(DATA SUPPLIED Opens)
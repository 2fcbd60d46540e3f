//! Handshake helpers for the WebSocket transport
//!
//! Handles request URI parsing and origin validation.

use std::path::PathBuf;

use url::Url;

/// Allowed origins for WebSocket connections
/// Only localhost is allowed by default for security
pub const ALLOWED_ORIGINS: &[&str] = &[
    "http://localhost",
    "http://127.0.0.1",
    "https://localhost",
    "https://127.0.0.1",
];

/// Webview pages get a random host per instance, so only the scheme is checked
pub const WEBVIEW_SCHEME: &str = "vscode-webview";

/// Percent-decoded value of `key` in the request URI's query string
pub fn query_param(uri: &str, key: &str) -> Option<String> {
    let (_, query) = uri.split_once('?')?;
    query
        .split('&')
        .filter_map(|param| param.split_once('='))
        .find(|(k, v)| *k == key && !v.is_empty())
        .and_then(|(_, v)| {
            percent_encoding::percent_decode_str(v)
                .decode_utf8()
                .ok()
                .map(std::borrow::Cow::into_owned)
        })
}

/// Document path requested by the view
/// Format: /?doc=<url_encoded_path>
pub fn parse_document_from_uri(uri: &str) -> Option<PathBuf> {
    query_param(uri, "doc").map(PathBuf::from)
}

/// Validate origin header against whitelist using strict URL parsing
///
/// Scheme and host are compared exactly, so `http://localhost.evil.com` does
/// not pass as localhost.
pub fn validate_origin(origin: &str) -> bool {
    let Ok(origin_url) = Url::parse(origin) else {
        return false;
    };

    let origin_host = origin_url.host_str().unwrap_or("");
    let origin_scheme = origin_url.scheme();
    if origin_scheme == WEBVIEW_SCHEME {
        return !origin_host.is_empty();
    }

    ALLOWED_ORIGINS.iter().any(|allowed| {
        let Ok(allowed_url) = Url::parse(allowed) else {
            return false;
        };
        origin_scheme == allowed_url.scheme() && Some(origin_host) == allowed_url.host_str()
    })
}

#[cfg(test)]
mod tests {
    use super::*;

    #[test]
    fn test_parse_document() {
        assert_eq!(
            parse_document_from_uri("/?doc=%2Fhome%2Fme%2Fnotes%20today.md"),
            Some(PathBuf::from("/home/me/notes today.md"))
        );
        assert_eq!(
            parse_document_from_uri("/?theme=dark&doc=readme.md"),
            Some(PathBuf::from("readme.md"))
        );
        assert_eq!(parse_document_from_uri("/?doc="), None);
        assert_eq!(parse_document_from_uri("/"), None);
    }

    #[test]
    fn test_query_param_rejects_bad_utf8() {
        assert_eq!(query_param("/?doc=%FF", "doc"), None);
    }

    #[test]
    fn test_validate_origin_valid() {
        assert!(validate_origin("http://localhost"));
        assert!(validate_origin("http://localhost:8080"));
        assert!(validate_origin("http://127.0.0.1:3000"));
        assert!(validate_origin("https://localhost:443"));
        assert!(validate_origin("vscode-webview://1f0c3b9e2d"));
    }

    #[test]
    fn test_validate_origin_bypass_attempts() {
        // Bypass attempts that MUST be rejected
        assert!(!validate_origin("http://localhost.evil.com"));
        assert!(!validate_origin("http://localhost.evil.com:8080"));
        assert!(!validate_origin("http://evil.localhost.com"));
        assert!(!validate_origin("http://localhostevil.com"));
        assert!(!validate_origin("http://127.0.0.1.evil.com"));
        assert!(!validate_origin("vscode-webview:"));
    }

    #[test]
    fn test_validate_origin_invalid() {
        assert!(!validate_origin("http://evil.com"));
        assert!(!validate_origin("http://192.168.1.1"));
        assert!(!validate_origin("not-a-url"));
        assert!(!validate_origin(""));
    }
}
//! Document sessions
//!
//! A [`Session`] is the host's authoritative record of one open document. The
//! [`SessionManager`] keeps at most one live session per document path.

use std::collections::HashMap;
use std::path::{Path, PathBuf};
use std::time::Instant;

use thiserror::Error;

use crate::runtime::HostHandle;

/// Unique session identifier
pub type SessionId = String;

/// Generate a new unique session ID
pub fn generate_session_id() -> SessionId {
    uuid::Uuid::new_v4().simple().to_string()
}

/// Host-side state of one open document
#[derive(Debug, Clone)]
pub struct Session {
    pub id: SessionId,
    pub document: PathBuf,
    /// Resource root handed to the view for relative links and images
    pub root_path: PathBuf,
    pub content: String,
    pub scroll_top: f64,
    pub dirty: bool,
    /// Bumped on every accepted change, view edit or external
    pub revision: u64,
    /// Revision of the most recent external replacement
    pub external_revision: u64,
    pub persisted_revision: u64,
    pub created_at: Instant,
    pub last_active: Instant,
}

impl Session {
    /// Session for content just loaded from `document`
    pub fn new(document: PathBuf, content: String) -> Self {
        let root_path = document
            .parent()
            .map_or_else(|| PathBuf::from("."), Path::to_path_buf);
        let now = Instant::now();
        Self {
            id: generate_session_id(),
            document,
            root_path,
            content,
            scroll_top: 0.0,
            dirty: false,
            revision: 1,
            external_revision: 0,
            persisted_revision: 1,
            created_at: now,
            last_active: now,
        }
    }

    pub fn touch(&mut self) {
        self.last_active = Instant::now();
    }

    pub fn word_count(&self) -> usize {
        self.content.split_whitespace().count()
    }
}

#[derive(Debug, Error, PartialEq, Eq)]
pub enum SessionError {
    #[error("{} is already open in session {id}", .path.display())]
    AlreadyOpen { path: PathBuf, id: SessionId },
}

struct Entry {
    id: SessionId,
    handle: Option<HostHandle>,
}

/// Registry of live sessions, keyed by document path
#[derive(Default)]
pub struct SessionManager {
    by_path: HashMap<PathBuf, Entry>,
}

impl SessionManager {
    pub fn new() -> Self {
        Self::default()
    }

    /// Reserve `path` for a new session
    pub fn claim(&mut self, path: &Path) -> Result<SessionId, SessionError> {
        if let Some(entry) = self.by_path.get(path) {
            let live = entry.handle.as_ref().map_or(true, |h| !h.is_closed());
            if live {
                return Err(SessionError::AlreadyOpen {
                    path: path.to_path_buf(),
                    id: entry.id.clone(),
                });
            }
        }
        let id = generate_session_id();
        self.by_path.insert(
            path.to_path_buf(),
            Entry {
                id: id.clone(),
                handle: None,
            },
        );
        Ok(id)
    }

    /// Attach the running session's handle to a claimed path
    pub fn register(&mut self, path: &Path, handle: HostHandle) {
        if let Some(entry) = self.by_path.get_mut(path) {
            entry.handle = Some(handle);
        }
    }

    /// Release `path` if it is still held by session `id`
    pub fn release(&mut self, path: &Path, id: &str) -> bool {
        if self.by_path.get(path).is_some_and(|e| e.id == id) {
            self.by_path.remove(path);
            return true;
        }
        false
    }

    pub fn get(&self, path: &Path) -> Option<&HostHandle> {
        self.by_path.get(path).and_then(|e| e.handle.as_ref())
    }

    pub fn has_session(&self, path: &Path) -> bool {
        self.by_path.contains_key(path)
    }

    pub fn session_count(&self) -> usize {
        self.by_path.len()
    }

    pub fn handles(&self) -> Vec<HostHandle> {
        self.by_path.values().filter_map(|e| e.handle.clone()).collect()
    }

    /// Drop registrations whose session task has already ended
    pub fn cleanup_closed(&mut self) -> usize {
        let before = self.by_path.len();
        self.by_path
            .retain(|_, e| e.handle.as_ref().map_or(true, |h| !h.is_closed()));
        before - self.by_path.len()
    }
}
(DATA SUPPLIED Closes)
▶ [TASK TO COMPLETE]
How many lines of the entries above include the word "HashMap"? Reply with the number alone.

▶ [EXPECTED ANSWER]
2